--- START ---
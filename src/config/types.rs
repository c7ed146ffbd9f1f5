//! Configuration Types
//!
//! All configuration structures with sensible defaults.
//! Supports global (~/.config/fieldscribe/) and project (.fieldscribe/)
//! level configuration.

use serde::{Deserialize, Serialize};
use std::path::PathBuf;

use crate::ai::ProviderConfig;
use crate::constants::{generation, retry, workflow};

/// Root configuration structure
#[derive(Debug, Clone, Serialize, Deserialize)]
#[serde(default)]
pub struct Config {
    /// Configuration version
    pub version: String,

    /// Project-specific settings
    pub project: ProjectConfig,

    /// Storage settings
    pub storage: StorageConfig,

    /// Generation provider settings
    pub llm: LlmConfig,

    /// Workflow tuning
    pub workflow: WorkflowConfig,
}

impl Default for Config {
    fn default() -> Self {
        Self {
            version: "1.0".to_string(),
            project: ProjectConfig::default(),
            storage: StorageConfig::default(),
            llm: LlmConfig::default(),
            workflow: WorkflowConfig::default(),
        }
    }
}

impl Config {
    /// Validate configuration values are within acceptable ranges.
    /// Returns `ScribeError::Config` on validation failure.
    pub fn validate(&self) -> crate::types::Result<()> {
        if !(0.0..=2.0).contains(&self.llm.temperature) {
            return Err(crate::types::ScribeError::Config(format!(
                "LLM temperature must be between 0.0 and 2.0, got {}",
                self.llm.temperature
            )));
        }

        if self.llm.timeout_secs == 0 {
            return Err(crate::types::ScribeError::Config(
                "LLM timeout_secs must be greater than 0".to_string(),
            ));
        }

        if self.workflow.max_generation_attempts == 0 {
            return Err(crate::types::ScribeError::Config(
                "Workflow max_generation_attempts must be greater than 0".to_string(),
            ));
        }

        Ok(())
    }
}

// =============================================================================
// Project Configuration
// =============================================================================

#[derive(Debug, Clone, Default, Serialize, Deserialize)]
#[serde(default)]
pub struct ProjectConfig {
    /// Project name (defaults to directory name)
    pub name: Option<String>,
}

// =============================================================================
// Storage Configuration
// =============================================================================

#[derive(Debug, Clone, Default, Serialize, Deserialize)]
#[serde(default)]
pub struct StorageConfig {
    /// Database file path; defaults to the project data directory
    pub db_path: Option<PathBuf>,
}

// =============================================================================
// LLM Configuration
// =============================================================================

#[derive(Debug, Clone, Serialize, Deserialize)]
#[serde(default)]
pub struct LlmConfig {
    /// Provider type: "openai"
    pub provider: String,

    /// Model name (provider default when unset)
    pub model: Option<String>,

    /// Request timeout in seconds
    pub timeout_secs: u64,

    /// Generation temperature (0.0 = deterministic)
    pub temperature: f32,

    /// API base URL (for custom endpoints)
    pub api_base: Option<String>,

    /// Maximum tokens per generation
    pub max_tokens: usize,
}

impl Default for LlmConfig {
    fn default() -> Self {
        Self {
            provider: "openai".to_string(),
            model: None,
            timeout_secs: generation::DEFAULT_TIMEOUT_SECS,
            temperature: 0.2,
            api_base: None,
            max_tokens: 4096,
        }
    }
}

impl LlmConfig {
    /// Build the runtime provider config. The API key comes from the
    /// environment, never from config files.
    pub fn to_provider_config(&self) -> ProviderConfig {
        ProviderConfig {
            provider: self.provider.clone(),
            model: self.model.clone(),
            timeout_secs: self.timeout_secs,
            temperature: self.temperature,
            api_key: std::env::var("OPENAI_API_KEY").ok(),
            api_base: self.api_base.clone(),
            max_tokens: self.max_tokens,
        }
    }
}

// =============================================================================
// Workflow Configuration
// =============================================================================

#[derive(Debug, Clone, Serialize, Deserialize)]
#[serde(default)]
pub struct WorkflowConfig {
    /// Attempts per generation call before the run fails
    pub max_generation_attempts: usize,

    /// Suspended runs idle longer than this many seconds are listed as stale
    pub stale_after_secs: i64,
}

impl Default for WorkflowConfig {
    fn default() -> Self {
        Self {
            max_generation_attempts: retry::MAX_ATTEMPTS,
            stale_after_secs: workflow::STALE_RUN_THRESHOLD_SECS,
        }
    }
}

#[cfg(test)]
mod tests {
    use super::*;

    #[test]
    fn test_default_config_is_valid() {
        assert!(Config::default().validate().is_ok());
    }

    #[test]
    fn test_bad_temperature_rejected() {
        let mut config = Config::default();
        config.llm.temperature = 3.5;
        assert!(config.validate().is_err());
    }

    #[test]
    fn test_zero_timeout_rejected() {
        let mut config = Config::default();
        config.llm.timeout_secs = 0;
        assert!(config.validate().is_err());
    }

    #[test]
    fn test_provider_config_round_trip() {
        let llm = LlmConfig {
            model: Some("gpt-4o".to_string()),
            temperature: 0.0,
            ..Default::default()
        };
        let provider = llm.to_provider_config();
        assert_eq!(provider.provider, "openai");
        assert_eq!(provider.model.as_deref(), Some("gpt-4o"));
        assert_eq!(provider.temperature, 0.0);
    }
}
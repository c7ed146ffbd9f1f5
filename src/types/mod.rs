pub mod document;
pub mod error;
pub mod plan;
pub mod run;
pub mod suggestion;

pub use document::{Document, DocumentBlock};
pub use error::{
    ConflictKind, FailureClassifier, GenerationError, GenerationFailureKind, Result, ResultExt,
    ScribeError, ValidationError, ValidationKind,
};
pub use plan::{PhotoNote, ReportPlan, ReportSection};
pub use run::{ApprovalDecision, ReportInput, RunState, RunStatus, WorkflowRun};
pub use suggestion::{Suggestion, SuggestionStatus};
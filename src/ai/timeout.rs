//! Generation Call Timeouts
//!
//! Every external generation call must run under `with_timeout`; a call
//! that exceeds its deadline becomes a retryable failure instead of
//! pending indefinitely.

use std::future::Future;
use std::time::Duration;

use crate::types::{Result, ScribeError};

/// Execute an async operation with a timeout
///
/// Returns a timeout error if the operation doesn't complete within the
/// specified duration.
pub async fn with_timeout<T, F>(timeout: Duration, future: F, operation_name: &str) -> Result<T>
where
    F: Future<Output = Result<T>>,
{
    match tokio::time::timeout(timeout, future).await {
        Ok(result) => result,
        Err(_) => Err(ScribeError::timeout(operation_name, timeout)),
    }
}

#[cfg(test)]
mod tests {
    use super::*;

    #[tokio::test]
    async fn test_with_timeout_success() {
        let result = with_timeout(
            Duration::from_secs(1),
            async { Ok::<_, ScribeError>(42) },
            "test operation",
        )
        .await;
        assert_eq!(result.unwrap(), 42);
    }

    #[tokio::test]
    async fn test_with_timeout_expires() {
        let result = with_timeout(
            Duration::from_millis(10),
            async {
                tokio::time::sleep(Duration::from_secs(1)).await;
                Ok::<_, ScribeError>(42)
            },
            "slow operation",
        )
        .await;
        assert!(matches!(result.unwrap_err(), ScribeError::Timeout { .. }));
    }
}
--- END ---
▶ _To do_
Every line above that holds the word "version" is to be found and copied.

▶ _Written response_
    /// Configuration version
    pub version: String,
            version: "1.0".to_string(),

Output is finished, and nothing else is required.